Snoopy writing first line of bookRemember the old Peanuts Cartoon? Snoopy, a lovable beagle, wanted to be a writer. There was a recurring story line featuring Snoopy atop his dog house with his old manual typewriter, beginning his book. Snoopy never got further than his opening line, “It was a dark and stormy night.”

The first line is the most important sentence of any book, be it fiction or non-fiction. That first sentence has a big job to do. It must capture the interest of the reader and convince her to read the rest of the first page and then the rest of the book.

Today’s reader is increasingly busy, distracted, and in a hurry. He will not spend time with a book that is boring, hard to read, or needs twenty-five pages to get to the point.

So, what can you do to craft a compelling first sentence?
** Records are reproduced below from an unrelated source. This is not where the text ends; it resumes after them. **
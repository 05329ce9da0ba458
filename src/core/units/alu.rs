//! Arithmetic Logic Unit (ALU).
//!
//! This module implements the integer ALU used in the Execute stage.
//! Arithmetic wraps on overflow, as 32-bit two's complement hardware does.

use crate::core::pipeline::signals::AluOp;

/// Arithmetic Logic Unit (ALU) for integer operations.
pub struct Alu;

impl Alu {
    /// Executes an integer ALU operation.
    ///
    /// # Arguments
    ///
    /// * `op` - The ALU operation to perform
    /// * `a` - First operand
    /// * `b` - Second operand (the divisor for `Div`)
    ///
    /// # Returns
    ///
    /// The 32-bit result, or `None` for a division by zero.
    pub fn execute(op: AluOp, a: i32, b: i32) -> Option<i32> {
        let value = match op {
            AluOp::Add => a.wrapping_add(b),
            AluOp::Sub => a.wrapping_sub(b),
            AluOp::Mul => a.wrapping_mul(b),
            AluOp::Div => {
                if b == 0 {
                    return None;
                }
                a.wrapping_div(b)
            }
            AluOp::And => a & b,
            AluOp::Or => a | b,
            AluOp::Xor => a ^ b,
        };
        Some(value)
    }
}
Follow these steps to make your first sentence powerful:

  1. Don’t worry about your first sentence until you are in the editing phase of your book project. If you are in writing phase, just begin your book and know that you can come back to your first sentence to polish it during editing. If you try to write the perfect first sentence during the writing phase, you run the risk of never moving past it to the remainder of the book.
  2. Pay attention to headlines in news reports, on magazine covers, and on websites. While your first sentence is not a headline, it is the very first experience your reader has of your book so it should be exciting and invite readers to continue. Begin to notice how these headlines are written and see what you can learn from that style of writing.
  3. Is your first sentence boring? Read it aloud and listen. Does it sound compelling? If not, it needs revision.
  4. Next, look closely at your first sentence and see if it generates curiosity. When a reader is curious, she will want to keep reading.
  5. You can elicit curiosity by leading with a surprising fact, a compelling story, a thought-provoking statistic, or by using a metaphor in unusual way.
  6. Read your first page. Find the most interesting piece of information on that page and make that point in your first sentence.
  7. Pare down the number of words in your first sentence so that each word is crisp, clear, and serves a purpose. Shorter sentences convey more energy.

Continue to work on your opening sentence until you feel satisfied with it. When your book moves into publication, your editor will also review this opening sentence and make additional suggestions if more revisions are needed.

Your first sentence is the prelude to your reader’s experience of your book. Invest time in making that sentence shine and your readers will thank you by continuing to turn every page of your book.

Comments 7

  • One of several true tests of leadership could be the capacity to recognize a difficulty before it is really an emergency.
    Hell, there are no rules here – we’re attempting to accomplish something.

  • Hello from Montana,

    Always enjoy reading your “stuff” on the blog or in the email. Never fails to inspire and direct my energy towards better writing.

    Good for you for listening to the promptings of the spirit. Those whispers can really help us get back on the right track.

    Your friend,
    Judy Helm Wright

  • I love the concept of leaving the first sentence for later, because that later inspiration can come on a walk, in the shower or wherever! This fresh spontaneous idea can be when you may not be thinking about the book or the opening lines.

  • I feel easy, at last, with the idea of coming back later and make another entrance. It’s like when we adorn the entrance of our house with a “welcome” for out visitors.

  • Thanks Lynn excellent and so helpful. I’ll pass this article along to my writers group with the author resource box of course. Thank you for always delivering the goods!